Brett Soberg, co-owner of Eagle Wing Tours, said transient or Bigg’s orcas have been venturing into Victoria Harbour with more frequency over the past three years.
“In my 25 years, it’s becoming a more common trend to see them come right into the harbour” going after seals, said Soberg.
Soberg said T049A1 seems to be extra-ambitious when it comes to flushing out seals. He’s been spotted on two occasions recently in Esquimalt Harbour “hammering seals” along the shorelines around the naval dockyards and as far inland as Cole Island, near Six Mile Pub in View Royal.
In September, a pod of five Bigg’s orcas — a family that includes three females, a male and a baby — cruised into the Inner Harbour close to the Empress Hotel. The pod spent half an hour diving and surfacing, with experts saying they were likely exploring and hunting.
In July 2020, seven Bigg’s orcas ventured into the Inner Harbour for an afternoon look around. Identified as from the T46B, T68 and T68B matrilines, the orcas swam as far as the Bay Street Bridge before slipping back out to open water past the Ogden Point breakwater.
Soberg said orca sightings on the outer areas of the harbour, from Shoal Point to the Ogden Point Breakwater, have also been increasing, with about a dozen sightings since the start of the year.

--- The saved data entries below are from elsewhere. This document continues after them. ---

//! Documentation content for mongoq CLI

use super::CliError;

/// Available documentation categories
#[derive(Debug, Clone, Copy, PartialEq, Eq)]
pub enum DocCategory {
    Syntax,
    Operators,
    Functions,
}

impl DocCategory {
    /// Parse category name from string
    pub fn from_name(s: &str) -> Option<Self> {
        match s.to_lowercase().replace('-', "_").as_str() {
            "syntax" => Some(Self::Syntax),
            "operators" | "ops" => Some(Self::Operators),
            "functions" | "function" | "builtins" => Some(Self::Functions),
            _ => None,
        }
    }
}

/// Get the docs overview (category listing)
pub fn get_docs_overview() -> &'static str {
    r#"MONGOQ DOCUMENTATION

mongoq compiles compact filter expressions into MongoDB query documents.

  age > 10 && (name == "Alice" || name == "Bob")

becomes

  {"$or":[{"name":"Alice"},{"name":"Bob"}],"age":{"$gt":10}}

DOCUMENTATION CATEGORIES

  syntax            Literals, field names, dotted paths, grouping, precedence
  operators         Comparison, logical, membership and negation operators
  functions         exists, nexists, contains, regex, date, dateRelative, search

QUICK REFERENCE

  name              Field exists
  !name             Field does not exist
  a.b.c == 1        Dotted field path
  x == ("A" | "B")  One of ($in)
  x == ("A" & "B")  All of ($all)

Run 'mongoq doc <category>' for detailed documentation.
"#
}

/// Get documentation for a specific category
pub fn get_doc_category(name: &str) -> Result<&'static str, CliError> {
    match DocCategory::from_name(name) {
        Some(DocCategory::Syntax) => Ok(SYNTAX_DOC),
        Some(DocCategory::Operators) => Ok(OPERATORS_DOC),
        Some(DocCategory::Functions) => Ok(FUNCTIONS_DOC),
        None => Err(CliError::UnknownCategory(name.to_string())),
    }
}

const SYNTAX_DOC: &str = r#"SYNTAX

LITERALS
  42  -7            Integers (64-bit)
  3.14  2e10        Floats
  "text"            Strings; \" \\ \n \t \r escapes are resolved
  true  false       Booleans (bare words, any case)

STRING VALUES
  "5fc4722ae367f19055977d1f"   24 hex characters become an ObjectId
  "/^Al.*ce$/"                 Slash-delimited text is a regex (case-insensitive)
  "Al*ce"                      '*' is a wildcard (case-insensitive regex)

FIELD NAMES
  name              Bare name
  person.age        Dotted path, no spaces around the dots
  "data.0.x"        Quote paths whose segments are not plain names
  "type"            'type' is reserved and must be quoted

EXISTENCE
  A field name standing alone, or joined only by && and ||, means the field
  must exist:

    name                      {"name":{"$exists":true}}
    name && age > 10          {"age":{"$gt":10},"name":{"$exists":true}}

PRECEDENCE (tightest first)
  primary           literal, name, path, call, ( ... )
  unary             !
  relational        ==  !=  <  <=  >  >=
  membership        &   then   |
  and               &&  and
  or                ||  or
"#;

const OPERATORS_DOC: &str = r#"OPERATORS

COMPARISON
  a == v            {"a": v}
  a != v            {"a": {"$ne": v}}
  a <  v            {"a": {"$lt": v}}     v must be a number or timestamp
  a <= v            {"a": {"$lte": v}}
  a >  v            {"a": {"$gt": v}}
  a >= v            {"a": {"$gte": v}}

LOGICAL
  x && y            Merged into one document when the keys differ,
                    {"$and": [x, y]} when a key repeats
  x || y            {"$or": [x, y, ...]}, chains are flattened
  and / or          Word forms, any letter case

MEMBERSHIP (inside parentheses, right of == or !=)
  a == ("A" | "B")  {"a": {"$in": ["A", "B"]}}
  a != ("A" | "B")  {"a": {"$nin": ["A", "B"]}}
  a == ("A" & "B")  {"a": {"$all": ["A", "B"]}}

  '&' and '|' cannot be mixed in one group, and '&' is only valid under ==.

NEGATION
  !name             {"name": {"$exists": false}}
  !(expr)           {"$not": expr}
"#;

const FUNCTIONS_DOC: &str = r#"FUNCTIONS

Arguments are names, dotted paths, or quoted strings.

  exists(path)              {"path": {"$exists": true}}
  nexists(path)             {"path": {"$exists": false}}
  contains(text)            Case-insensitive regex .*text.*
  regex(pattern)            Case-insensitive regex, \\ collapses to \
  date(text)                RFC 3339 timestamp
  date(text, layout)        Timestamp in a custom layout, either strftime
                            ("%Y%m%d") or reference-date ("20060102")
  dateRelative(duration)    Now plus a signed duration: "-24h", "1h30m", "90s"
  search(term, ...)         {"$text": {"$search": "term ..."}}
                            Prefix a term with '-' (quoted) to exclude it

Examples:
  name == contains(ali)
  ts >= date("2020-12-01T00:00:00Z")
  updated > dateRelative("-24h")
  search(bob, willy, "-joe")
"#;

Soberg believes as shoreline and marine-bed cleanups continue, including the recent remediation of Laurel Point, Lime Bay, West Bay and Esquimalt Harbour, orcas and other marine animals will continue to come into populated areas.
“All of these cleanups have created better habitats for everything,” said Soberg. “They’re coming into our neighbourhoods, or as I like to call them, naturehoods.”
For Potter and her husband, Thomas, spotting an orca from their living room window has been a bucket-list item since the couple moved to Victoria from Edmonton in 2020.
“We’ve been waiting for a whale to pop up, so we’re very thrilled,” said Potter.
A Facebook post by Victoria International Marina showed the whale hunting a seal just metres from its docks. But when a float plane came in for a landing, the orca turned on its side and dove.
It was last seen near Shoal Point heading back to open water.